Stored data entries:
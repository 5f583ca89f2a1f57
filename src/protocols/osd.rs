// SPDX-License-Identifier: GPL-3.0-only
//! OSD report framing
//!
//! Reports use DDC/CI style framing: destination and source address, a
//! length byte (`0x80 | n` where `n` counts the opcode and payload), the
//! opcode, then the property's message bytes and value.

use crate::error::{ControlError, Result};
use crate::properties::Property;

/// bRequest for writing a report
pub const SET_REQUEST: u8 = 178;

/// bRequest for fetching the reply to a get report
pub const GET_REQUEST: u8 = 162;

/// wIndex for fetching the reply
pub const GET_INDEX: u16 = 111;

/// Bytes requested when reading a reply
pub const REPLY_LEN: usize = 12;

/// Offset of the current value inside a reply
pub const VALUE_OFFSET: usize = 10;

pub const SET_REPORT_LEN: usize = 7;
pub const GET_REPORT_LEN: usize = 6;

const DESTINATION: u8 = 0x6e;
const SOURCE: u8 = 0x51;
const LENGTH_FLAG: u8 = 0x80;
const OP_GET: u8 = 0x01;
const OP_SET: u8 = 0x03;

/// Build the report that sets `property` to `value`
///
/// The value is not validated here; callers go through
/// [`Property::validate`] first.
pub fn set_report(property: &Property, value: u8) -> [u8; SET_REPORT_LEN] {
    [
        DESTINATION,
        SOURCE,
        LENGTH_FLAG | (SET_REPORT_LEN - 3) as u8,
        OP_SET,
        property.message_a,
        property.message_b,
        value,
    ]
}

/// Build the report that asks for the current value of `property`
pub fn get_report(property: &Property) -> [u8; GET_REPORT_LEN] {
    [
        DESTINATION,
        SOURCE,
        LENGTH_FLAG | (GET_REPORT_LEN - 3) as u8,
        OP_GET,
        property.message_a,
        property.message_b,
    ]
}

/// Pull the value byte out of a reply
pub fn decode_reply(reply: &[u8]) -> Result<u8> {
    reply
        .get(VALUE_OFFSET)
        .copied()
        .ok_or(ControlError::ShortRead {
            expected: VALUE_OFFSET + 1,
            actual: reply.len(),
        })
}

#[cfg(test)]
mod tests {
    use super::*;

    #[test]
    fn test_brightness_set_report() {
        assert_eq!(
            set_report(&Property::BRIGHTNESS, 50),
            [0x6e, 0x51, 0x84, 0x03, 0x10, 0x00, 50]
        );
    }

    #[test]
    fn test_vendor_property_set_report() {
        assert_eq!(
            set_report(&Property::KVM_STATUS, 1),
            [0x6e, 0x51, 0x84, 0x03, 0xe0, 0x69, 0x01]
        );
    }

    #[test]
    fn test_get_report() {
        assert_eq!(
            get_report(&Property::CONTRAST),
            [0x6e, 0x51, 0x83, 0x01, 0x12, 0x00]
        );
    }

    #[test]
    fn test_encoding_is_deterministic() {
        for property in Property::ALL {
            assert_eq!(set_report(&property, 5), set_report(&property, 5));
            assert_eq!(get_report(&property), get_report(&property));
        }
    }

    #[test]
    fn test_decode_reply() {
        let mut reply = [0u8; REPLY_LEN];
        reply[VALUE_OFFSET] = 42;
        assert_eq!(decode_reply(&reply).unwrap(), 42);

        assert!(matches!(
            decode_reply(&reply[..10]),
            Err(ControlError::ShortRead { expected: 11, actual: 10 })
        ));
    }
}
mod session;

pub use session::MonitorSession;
* * *
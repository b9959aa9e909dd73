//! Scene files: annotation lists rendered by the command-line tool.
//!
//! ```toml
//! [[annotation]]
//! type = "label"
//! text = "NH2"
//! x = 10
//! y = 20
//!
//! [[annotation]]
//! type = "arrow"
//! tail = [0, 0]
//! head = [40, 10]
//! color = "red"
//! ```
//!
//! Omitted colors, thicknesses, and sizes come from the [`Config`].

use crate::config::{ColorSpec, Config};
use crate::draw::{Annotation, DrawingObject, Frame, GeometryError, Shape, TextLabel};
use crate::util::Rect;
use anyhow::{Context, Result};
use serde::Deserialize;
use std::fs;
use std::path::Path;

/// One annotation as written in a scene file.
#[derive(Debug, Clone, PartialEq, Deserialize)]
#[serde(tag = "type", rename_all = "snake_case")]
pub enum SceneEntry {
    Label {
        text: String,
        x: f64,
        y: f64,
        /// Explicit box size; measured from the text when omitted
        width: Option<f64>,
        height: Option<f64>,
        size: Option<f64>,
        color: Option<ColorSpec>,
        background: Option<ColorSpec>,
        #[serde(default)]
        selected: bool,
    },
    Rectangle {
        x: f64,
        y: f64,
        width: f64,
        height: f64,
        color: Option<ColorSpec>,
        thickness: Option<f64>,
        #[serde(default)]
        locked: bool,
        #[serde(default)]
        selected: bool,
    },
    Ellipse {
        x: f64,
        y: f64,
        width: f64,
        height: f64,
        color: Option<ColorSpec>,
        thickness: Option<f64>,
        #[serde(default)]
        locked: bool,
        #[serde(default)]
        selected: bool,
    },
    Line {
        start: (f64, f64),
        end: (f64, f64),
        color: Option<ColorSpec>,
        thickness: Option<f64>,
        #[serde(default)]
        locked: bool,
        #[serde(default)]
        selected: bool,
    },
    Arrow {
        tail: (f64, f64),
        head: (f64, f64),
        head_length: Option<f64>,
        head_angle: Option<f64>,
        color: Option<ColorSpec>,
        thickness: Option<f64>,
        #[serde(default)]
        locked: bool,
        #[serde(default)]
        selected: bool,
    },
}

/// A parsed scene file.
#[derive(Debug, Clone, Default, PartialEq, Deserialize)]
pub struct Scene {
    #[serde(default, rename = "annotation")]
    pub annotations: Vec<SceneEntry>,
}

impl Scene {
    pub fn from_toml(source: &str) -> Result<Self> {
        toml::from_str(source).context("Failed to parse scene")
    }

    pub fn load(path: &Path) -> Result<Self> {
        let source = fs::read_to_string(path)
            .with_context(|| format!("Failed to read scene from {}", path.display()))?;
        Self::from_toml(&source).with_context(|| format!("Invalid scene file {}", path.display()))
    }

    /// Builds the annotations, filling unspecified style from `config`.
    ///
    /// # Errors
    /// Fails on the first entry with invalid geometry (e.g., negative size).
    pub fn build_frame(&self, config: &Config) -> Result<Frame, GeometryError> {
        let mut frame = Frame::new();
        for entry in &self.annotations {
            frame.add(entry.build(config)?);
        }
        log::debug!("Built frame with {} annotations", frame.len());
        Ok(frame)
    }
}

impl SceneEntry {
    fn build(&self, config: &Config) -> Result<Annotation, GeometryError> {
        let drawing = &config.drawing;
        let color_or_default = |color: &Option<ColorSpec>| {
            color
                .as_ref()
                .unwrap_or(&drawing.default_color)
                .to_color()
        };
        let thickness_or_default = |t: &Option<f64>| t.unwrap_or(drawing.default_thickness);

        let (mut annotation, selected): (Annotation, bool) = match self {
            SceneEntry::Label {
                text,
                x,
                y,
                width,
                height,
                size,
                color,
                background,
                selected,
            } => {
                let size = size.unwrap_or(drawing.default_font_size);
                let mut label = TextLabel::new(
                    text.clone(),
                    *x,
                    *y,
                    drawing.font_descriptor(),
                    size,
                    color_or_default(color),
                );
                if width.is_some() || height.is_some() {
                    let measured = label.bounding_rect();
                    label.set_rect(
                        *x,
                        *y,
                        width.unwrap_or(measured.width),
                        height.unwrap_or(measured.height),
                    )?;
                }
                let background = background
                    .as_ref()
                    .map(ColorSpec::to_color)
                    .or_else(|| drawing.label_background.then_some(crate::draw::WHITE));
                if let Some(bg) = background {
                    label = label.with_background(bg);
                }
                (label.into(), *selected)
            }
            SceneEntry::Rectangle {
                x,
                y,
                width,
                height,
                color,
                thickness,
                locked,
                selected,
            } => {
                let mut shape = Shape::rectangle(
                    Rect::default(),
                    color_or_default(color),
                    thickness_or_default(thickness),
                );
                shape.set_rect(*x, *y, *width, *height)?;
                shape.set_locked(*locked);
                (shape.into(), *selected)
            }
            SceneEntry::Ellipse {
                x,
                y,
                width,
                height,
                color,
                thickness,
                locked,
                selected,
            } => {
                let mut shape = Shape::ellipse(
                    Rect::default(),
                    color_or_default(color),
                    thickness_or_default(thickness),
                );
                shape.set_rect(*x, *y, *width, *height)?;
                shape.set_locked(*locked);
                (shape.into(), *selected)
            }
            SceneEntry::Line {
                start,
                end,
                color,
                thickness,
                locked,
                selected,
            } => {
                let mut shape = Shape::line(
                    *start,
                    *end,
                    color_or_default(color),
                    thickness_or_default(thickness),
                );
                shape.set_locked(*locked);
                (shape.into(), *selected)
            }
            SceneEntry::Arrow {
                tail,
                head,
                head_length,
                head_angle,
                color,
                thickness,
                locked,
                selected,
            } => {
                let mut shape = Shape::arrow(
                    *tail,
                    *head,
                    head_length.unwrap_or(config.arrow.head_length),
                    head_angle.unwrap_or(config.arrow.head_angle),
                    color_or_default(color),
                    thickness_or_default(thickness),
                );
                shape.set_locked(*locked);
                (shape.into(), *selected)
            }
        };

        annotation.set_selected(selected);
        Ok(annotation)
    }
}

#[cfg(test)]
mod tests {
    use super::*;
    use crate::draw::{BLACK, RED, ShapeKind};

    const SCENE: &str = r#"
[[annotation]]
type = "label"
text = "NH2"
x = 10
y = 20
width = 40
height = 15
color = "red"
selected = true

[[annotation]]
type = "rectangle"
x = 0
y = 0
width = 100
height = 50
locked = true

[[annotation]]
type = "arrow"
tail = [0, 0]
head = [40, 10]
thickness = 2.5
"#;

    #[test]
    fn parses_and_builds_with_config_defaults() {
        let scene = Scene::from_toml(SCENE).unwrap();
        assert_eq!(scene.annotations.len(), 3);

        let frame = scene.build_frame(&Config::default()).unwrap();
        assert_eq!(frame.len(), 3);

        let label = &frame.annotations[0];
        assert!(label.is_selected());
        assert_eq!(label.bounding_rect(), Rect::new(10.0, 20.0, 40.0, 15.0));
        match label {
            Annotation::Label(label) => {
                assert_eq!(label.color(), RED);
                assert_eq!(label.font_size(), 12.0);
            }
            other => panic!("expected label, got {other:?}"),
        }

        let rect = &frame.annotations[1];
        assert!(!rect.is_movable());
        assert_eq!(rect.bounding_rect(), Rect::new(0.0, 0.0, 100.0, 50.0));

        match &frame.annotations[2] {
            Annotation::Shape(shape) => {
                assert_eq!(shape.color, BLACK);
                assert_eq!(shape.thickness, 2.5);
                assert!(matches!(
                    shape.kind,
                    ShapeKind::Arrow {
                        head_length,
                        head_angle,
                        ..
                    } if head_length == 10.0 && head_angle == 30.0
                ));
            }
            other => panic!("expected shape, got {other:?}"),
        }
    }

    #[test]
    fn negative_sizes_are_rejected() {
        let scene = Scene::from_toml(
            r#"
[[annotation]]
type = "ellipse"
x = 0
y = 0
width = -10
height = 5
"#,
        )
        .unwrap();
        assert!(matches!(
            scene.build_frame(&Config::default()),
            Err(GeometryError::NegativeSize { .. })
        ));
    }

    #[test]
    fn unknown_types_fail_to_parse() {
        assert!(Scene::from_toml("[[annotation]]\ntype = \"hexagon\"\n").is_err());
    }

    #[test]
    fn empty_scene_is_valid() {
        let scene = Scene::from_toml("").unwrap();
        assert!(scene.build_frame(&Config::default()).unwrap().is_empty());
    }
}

Work to complete: If a line in the data above contains "Result", return that line.

Response area:
use crate::error::{ControlError, Result};
pub fn decode_reply(reply: &[u8]) -> Result<u8> {
use anyhow::{Context, Result};
    pub fn from_toml(source: &str) -> Result<Self> {
    pub fn load(path: &Path) -> Result<Self> {
    pub fn build_frame(&self, config: &Config) -> Result<Frame, GeometryError> {
    fn build(&self, config: &Config) -> Result<Annotation, GeometryError> {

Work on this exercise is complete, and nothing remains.